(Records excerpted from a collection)
▽

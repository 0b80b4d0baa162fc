//! schemagraph CLI - Explore a database schema as a knowledge graph
//!
//! Every command takes an INPUT: either the name of a source configured in
//! schemagraph.toml or the path to a JSON schema snapshot.
//!
//! Usage:
//!   schemagraph build <input>
//!   schemagraph tables <input>
//!   schemagraph context <input> <table> [--depth <n>]
//!   schemagraph path <input> <from> <to>
//!   schemagraph stats <input>
//!   schemagraph export <input> [--format json|graphml] [--output <file>]
//!
//! Examples:
//!   schemagraph context warehouse.json orders --depth 3
//!   schemagraph export warehouse --format graphml --output warehouse.graphml

use clap::{Parser, Subcommand};
use schemagraph::config::Settings;
use schemagraph::graph::ExportError;
use schemagraph::metadata::SnapshotSource;
use schemagraph::{ExportFormat, GraphRegistry};
use serde::Serialize;
use std::fs;
use std::path::PathBuf;
use std::process::ExitCode;
use tracing_subscriber::{fmt, prelude::*, EnvFilter};

#[derive(Parser)]
#[command(name = "schemagraph")]
#[command(about = "schemagraph - A knowledge graph of relational schema metadata")]
#[command(version)]
struct Cli {
    /// Enable debug logging
    #[arg(short, long, global = true)]
    verbose: bool,

    /// Path to a config file (overrides the default search)
    #[arg(short, long, global = true)]
    config: Option<PathBuf>,

    /// Print results as JSON
    #[arg(long, global = true)]
    json: bool,

    #[command(subcommand)]
    command: Commands,
}

#[derive(Subcommand)]
enum Commands {
    /// Build the graph and print a summary
    Build {
        /// Configured source name or snapshot path
        input: String,
    },

    /// List tables with their categories
    Tables {
        /// Configured source name or snapshot path
        input: String,
    },

    /// Print the documentation context of a table (JSON)
    Context {
        /// Configured source name or snapshot path
        input: String,

        /// Table name
        table: String,

        /// Traversal depth for the semantic cluster
        #[arg(short, long)]
        depth: Option<usize>,
    },

    /// Find the shortest relationship path between two tables
    Path {
        /// Configured source name or snapshot path
        input: String,

        from: String,

        to: String,
    },

    /// Print graph statistics
    Stats {
        /// Configured source name or snapshot path
        input: String,
    },

    /// Export the graph
    Export {
        /// Configured source name or snapshot path
        input: String,

        /// Output format (json or graphml)
        #[arg(short, long, default_value = "json", value_parser = parse_format)]
        format: ExportFormat,

        /// Write to a file instead of stdout
        #[arg(short, long)]
        output: Option<PathBuf>,
    },
}

fn parse_format(s: &str) -> Result<ExportFormat, ExportError> {
    s.parse()
}

/// Logs to stderr so stdout stays clean for results.
fn init_logging(verbose: bool) {
    let filter = if verbose {
        EnvFilter::new("debug")
    } else {
        EnvFilter::try_from_default_env().unwrap_or_else(|_| EnvFilter::new("warn"))
    };

    tracing_subscriber::registry()
        .with(fmt::layer().with_writer(std::io::stderr))
        .with(filter)
        .init();
}

#[tokio::main]
async fn main() -> ExitCode {
    let cli = Cli::parse();
    init_logging(cli.verbose);

    let settings = match &cli.config {
        Some(path) => Settings::from_file(path),
        None => Settings::load(),
    };
    let settings = match settings {
        Ok(s) => s,
        Err(e) => {
            eprintln!("Configuration error: {}", e);
            return ExitCode::FAILURE;
        }
    };

    let input = match &cli.command {
        Commands::Build { input }
        | Commands::Tables { input }
        | Commands::Context { input, .. }
        | Commands::Path { input, .. }
        | Commands::Stats { input }
        | Commands::Export { input, .. } => input.clone(),
    };

    let registry = GraphRegistry::new(&settings);
    let summary = match build(&registry, &settings, &input).await {
        Ok(summary) => summary,
        Err(message) => {
            eprintln!("{}", message);
            return ExitCode::FAILURE;
        }
    };

    match cli.command {
        Commands::Build { .. } => {
            if cli.json {
                return print_json(&summary);
            }
            println!("Database: {}", summary.database_id);
            println!("  Tables: {}", summary.total_tables);
            println!("  Nodes:  {}", summary.total_nodes);
            println!("  Edges:  {}", summary.total_edges);
            if !summary.skipped.is_empty() {
                println!();
                println!("Skipped ({}):", summary.skipped.len());
                for skipped in &summary.skipped {
                    println!("  {}", skipped);
                }
            }
            ExitCode::SUCCESS
        }
        Commands::Tables { .. } => cmd_tables(&registry, &input, cli.json),
        Commands::Context { table, depth, .. } => {
            match registry.table_context(&input, &table, depth) {
                Ok(ctx) => print_json(&ctx),
                Err(e) => {
                    eprintln!("Error: {}", e);
                    ExitCode::FAILURE
                }
            }
        }
        Commands::Path { from, to, .. } => cmd_path(&registry, &input, &from, &to, cli.json),
        Commands::Stats { .. } => cmd_stats(&registry, &input, cli.json),
        Commands::Export { format, output, .. } => cmd_export(&registry, &input, format, output),
    }
}

/// Resolve the input to a snapshot, build it and publish it under `input`.
async fn build(
    registry: &GraphRegistry,
    settings: &Settings,
    input: &str,
) -> Result<schemagraph::registry::BuildSummary, String> {
    let path = match settings.get_source(input) {
        Ok(source) => source
            .resolved_snapshot_path()
            .map_err(|e| format!("Configuration error: {}", e))?,
        Err(_) => PathBuf::from(input),
    };

    let source = SnapshotSource::from_file(&path)
        .map_err(|e| format!("Error reading snapshot '{}': {}", path.display(), e))?;

    registry
        .build_graph(input, &source)
        .await
        .map_err(|e| format!("Build error: {}", e))
}

fn print_json<T: Serialize>(value: &T) -> ExitCode {
    match serde_json::to_string_pretty(value) {
        Ok(json) => {
            println!("{}", json);
            ExitCode::SUCCESS
        }
        Err(e) => {
            eprintln!("Error: {}", e);
            ExitCode::FAILURE
        }
    }
}

fn cmd_tables(registry: &GraphRegistry, input: &str, json: bool) -> ExitCode {
    let tables = match registry.list_tables(input) {
        Ok(tables) => tables,
        Err(e) => {
            eprintln!("Error: {}", e);
            return ExitCode::FAILURE;
        }
    };

    if json {
        return print_json(&tables);
    }

    println!("Tables ({}):", tables.len());
    for table in &tables {
        let categories: Vec<&str> = table.categories.iter().map(|c| c.as_str()).collect();
        if categories.is_empty() {
            println!("  {} ({} rows, {} columns)", table.name, table.row_count, table.column_count);
        } else {
            println!(
                "  {} ({} rows, {} columns) [{}]",
                table.name,
                table.row_count,
                table.column_count,
                categories.join(", ")
            );
        }
    }
    ExitCode::SUCCESS
}

fn cmd_path(registry: &GraphRegistry, input: &str, from: &str, to: &str, json: bool) -> ExitCode {
    let result = match registry.find_path(input, from, to) {
        Ok(result) => result,
        Err(e) => {
            eprintln!("Error: {}", e);
            return ExitCode::FAILURE;
        }
    };

    if json {
        return print_json(&result);
    }

    if result.path_found {
        println!("{}", result.path.join(" -> "));
        ExitCode::SUCCESS
    } else {
        eprintln!("No path found between {} and {}", from, to);
        ExitCode::FAILURE
    }
}

fn cmd_stats(registry: &GraphRegistry, input: &str, json: bool) -> ExitCode {
    let stats = match registry.statistics(input) {
        Ok(stats) => stats,
        Err(e) => {
            eprintln!("Error: {}", e);
            return ExitCode::FAILURE;
        }
    };

    if json {
        return print_json(&stats);
    }

    println!("Nodes: {}", stats.total_nodes);
    for (kind, count) in &stats.node_types {
        println!("  {}: {}", kind, count);
    }
    println!("Edges: {}", stats.total_edges);
    for (kind, count) in &stats.edge_types {
        println!("  {}: {}", kind, count);
    }
    println!("Tables: {}", stats.total_tables);
    for (category, count) in &stats.category_distribution {
        println!("  {}: {}", category, count);
    }
    ExitCode::SUCCESS
}

fn cmd_export(
    registry: &GraphRegistry,
    input: &str,
    format: ExportFormat,
    output: Option<PathBuf>,
) -> ExitCode {
    let document = match registry.export_graph(input, format) {
        Ok(document) => document,
        Err(e) => {
            eprintln!("Error: {}", e);
            return ExitCode::FAILURE;
        }
    };

    match output {
        Some(path) => match fs::write(&path, document) {
            Ok(()) => {
                eprintln!("Wrote {} export to {}", format, path.display());
                ExitCode::SUCCESS
            }
            Err(e) => {
                eprintln!("Error writing '{}': {}", path.display(), e);
                ExitCode::FAILURE
            }
        },
        None => {
            print!("{}", document);
            ExitCode::SUCCESS
        }
    }
}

△

## TRY IT
Your answer should consist of the lines from the line with "table, depth, .." to the line with "let path = match" above, repeated exactly, both ends included.

## ANSWER BOX
        Commands::Context { table, depth, .. } => {
            match registry.table_context(&input, &table, depth) {
                Ok(ctx) => print_json(&ctx),
                Err(e) => {
                    eprintln!("Error: {}", e);
                    ExitCode::FAILURE
                }
            }
        }
        Commands::Path { from, to, .. } => cmd_path(&registry, &input, &from, &to, cli.json),
        Commands::Stats { .. } => cmd_stats(&registry, &input, cli.json),
        Commands::Export { format, output, .. } => cmd_export(&registry, &input, format, output),
    }
}

/// Resolve the input to a snapshot, build it and publish it under `input`.
async fn build(
    registry: &GraphRegistry,
    settings: &Settings,
    input: &str,
) -> Result<schemagraph::registry::BuildSummary, String> {
    let path = match settings.get_source(input) {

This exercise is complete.